## EXERCISE DESCRIPTION
The answer should be one number only, namely how many lines of the records hold the word "Deserialize".

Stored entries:
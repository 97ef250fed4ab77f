// Copyright 2025 the Understory Authors
// SPDX-License-Identifier: Apache-2.0 OR MIT

//! Selection values: a key set with range markers, and the select-all sentinel.

use alloc::vec::Vec;
use core::hash::Hash;

use hashbrown::HashSet;
use hashbrown::hash_set::Iter;

/// A set of selected keys plus the two markers used for range gestures.
///
/// - The **anchor** is the fixed end of a range (where a shift-click range starts).
/// - The **current** key is the most recently touched end of the range.
///
/// Equality compares set membership only; two selections with the same keys
/// but different markers are equal.
#[derive(Clone, Debug)]
#[cfg_attr(feature = "serde", derive(serde::Serialize, serde::Deserialize))]
#[cfg_attr(
    feature = "serde",
    serde(bound(
        serialize = "K: serde::Serialize + Eq + Hash",
        deserialize = "K: serde::Deserialize<'de> + Eq + Hash"
    ))
)]
pub struct Selection<K> {
    keys: HashSet<K>,
    anchor_key: Option<K>,
    current_key: Option<K>,
}

impl<K> Default for Selection<K> {
    fn default() -> Self {
        Self {
            keys: HashSet::new(),
            anchor_key: None,
            current_key: None,
        }
    }
}

impl<K> Selection<K> {
    /// Creates an empty selection without markers.
    #[must_use]
    pub fn new() -> Self {
        Self::default()
    }

    /// Returns `true` if no keys are selected.
    #[must_use]
    pub fn is_empty(&self) -> bool {
        self.keys.is_empty()
    }

    /// Returns the number of selected keys.
    #[must_use]
    pub fn len(&self) -> usize {
        self.keys.len()
    }

    /// Returns an iterator over the selected keys in unspecified order.
    pub fn iter(&self) -> Iter<'_, K> {
        self.keys.iter()
    }

    /// Returns the anchor key, if any.
    #[must_use]
    pub fn anchor_key(&self) -> Option<&K> {
        self.anchor_key.as_ref()
    }

    /// Returns the current key, if any.
    #[must_use]
    pub fn current_key(&self) -> Option<&K> {
        self.current_key.as_ref()
    }

    /// Sets or clears the anchor key.
    pub fn set_anchor_key(&mut self, key: Option<K>) {
        self.anchor_key = key;
    }

    /// Sets or clears the current key.
    pub fn set_current_key(&mut self, key: Option<K>) {
        self.current_key = key;
    }

    /// Returns this selection with the given markers.
    #[must_use]
    pub fn with_markers(mut self, anchor_key: Option<K>, current_key: Option<K>) -> Self {
        self.anchor_key = anchor_key;
        self.current_key = current_key;
        self
    }
}

impl<K> Selection<K>
where
    K: Clone + Eq + Hash,
{
    /// Creates a selection holding exactly `key`, with both markers on it.
    #[must_use]
    pub fn single(key: K) -> Self {
        let mut keys = HashSet::with_capacity(1);
        keys.insert(key.clone());
        Self {
            keys,
            anchor_key: Some(key.clone()),
            current_key: Some(key),
        }
    }

    /// Returns `true` if `key` is selected.
    #[must_use]
    pub fn contains(&self, key: &K) -> bool {
        self.keys.contains(key)
    }

    /// Adds `key`. Returns `true` if it was not already selected.
    pub fn insert(&mut self, key: K) -> bool {
        self.keys.insert(key)
    }

    /// Removes `key`. Returns `true` if it was selected.
    ///
    /// Markers pointing at `key` are left alone; callers resolve stale markers
    /// against the collection when they use them.
    pub fn remove(&mut self, key: &K) -> bool {
        self.keys.remove(key)
    }

    /// Returns `true` if both selections hold the same keys.
    #[must_use]
    pub fn is_same_set(&self, other: &HashSet<K>) -> bool {
        self.keys == *other
    }
}

impl<K: Eq + Hash> PartialEq for Selection<K> {
    fn eq(&self, other: &Self) -> bool {
        self.keys == other.keys
    }
}

impl<K: Eq + Hash> Eq for Selection<K> {}

impl<K: Eq + Hash> FromIterator<K> for Selection<K> {
    fn from_iter<I: IntoIterator<Item = K>>(iter: I) -> Self {
        Self {
            keys: iter.into_iter().collect(),
            anchor_key: None,
            current_key: None,
        }
    }
}

impl<K: Eq + Hash> Extend<K> for Selection<K> {
    fn extend<I: IntoIterator<Item = K>>(&mut self, iter: I) {
        self.keys.extend(iter);
    }
}

impl<'a, K> IntoIterator for &'a Selection<K> {
    type Item = &'a K;
    type IntoIter = Iter<'a, K>;

    fn into_iter(self) -> Self::IntoIter {
        self.keys.iter()
    }
}

/// The selected keys of a collection: either a concrete [`Selection`], or the
/// "everything" sentinel.
///
/// Select-all never materializes every key. Anything reading a selection must
/// handle [`SelectedKeys::All`] explicitly.
#[derive(Clone, Debug)]
#[cfg_attr(feature = "serde", derive(serde::Serialize, serde::Deserialize))]
#[cfg_attr(
    feature = "serde",
    serde(
        rename_all = "lowercase",
        bound(
            serialize = "K: serde::Serialize + Eq + Hash",
            deserialize = "K: serde::Deserialize<'de> + Eq + Hash"
        )
    )
)]
pub enum SelectedKeys<K> {
    /// Every selectable item in the collection.
    All,
    /// An explicit set of keys.
    Keys(Selection<K>),
}

impl<K> Default for SelectedKeys<K> {
    fn default() -> Self {
        Self::Keys(Selection::new())
    }
}

impl<K> SelectedKeys<K> {
    /// Returns `true` for the select-all sentinel.
    #[must_use]
    pub fn is_all(&self) -> bool {
        matches!(self, Self::All)
    }

    /// Returns `true` for an empty key set. The sentinel is never empty.
    #[must_use]
    pub fn is_empty(&self) -> bool {
        match self {
            Self::All => false,
            Self::Keys(selection) => selection.is_empty(),
        }
    }

    /// Returns the concrete selection, or `None` for the sentinel.
    #[must_use]
    pub fn as_selection(&self) -> Option<&Selection<K>> {
        match self {
            Self::All => None,
            Self::Keys(selection) => Some(selection),
        }
    }
}

impl<K: Clone + Eq + Hash> SelectedKeys<K> {
    /// Returns `true` if `key` is in the set, or if this is the sentinel.
    ///
    /// This is a raw membership test; it knows nothing about disabled keys.
    #[must_use]
    pub fn contains(&self, key: &K) -> bool {
        match self {
            Self::All => true,
            Self::Keys(selection) => selection.contains(key),
        }
    }
}

impl<K: Eq + Hash> PartialEq for SelectedKeys<K> {
    fn eq(&self, other: &Self) -> bool {
        match (self, other) {
            (Self::All, Self::All) => true,
            (Self::Keys(a), Self::Keys(b)) => a == b,
            _ => false,
        }
    }
}

impl<K: Eq + Hash> Eq for SelectedKeys<K> {}

impl<K> From<Selection<K>> for SelectedKeys<K> {
    fn from(selection: Selection<K>) -> Self {
        Self::Keys(selection)
    }
}

impl<K: Eq + Hash> FromIterator<K> for SelectedKeys<K> {
    fn from_iter<I: IntoIterator<Item = K>>(iter: I) -> Self {
        Self::Keys(iter.into_iter().collect())
    }
}

impl<K: Eq + Hash, const N: usize> From<[K; N]> for SelectedKeys<K> {
    fn from(keys: [K; N]) -> Self {
        keys.into_iter().collect()
    }
}

impl<K: Eq + Hash> From<Vec<K>> for SelectedKeys<K> {
    fn from(keys: Vec<K>) -> Self {
        keys.into_iter().collect()
    }
}

impl<K: Eq + Hash> From<HashSet<K>> for SelectedKeys<K> {
    fn from(keys: HashSet<K>) -> Self {
        Self::Keys(Selection {
            keys,
            anchor_key: None,
            current_key: None,
        })
    }
}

## FINAL ANSWER
4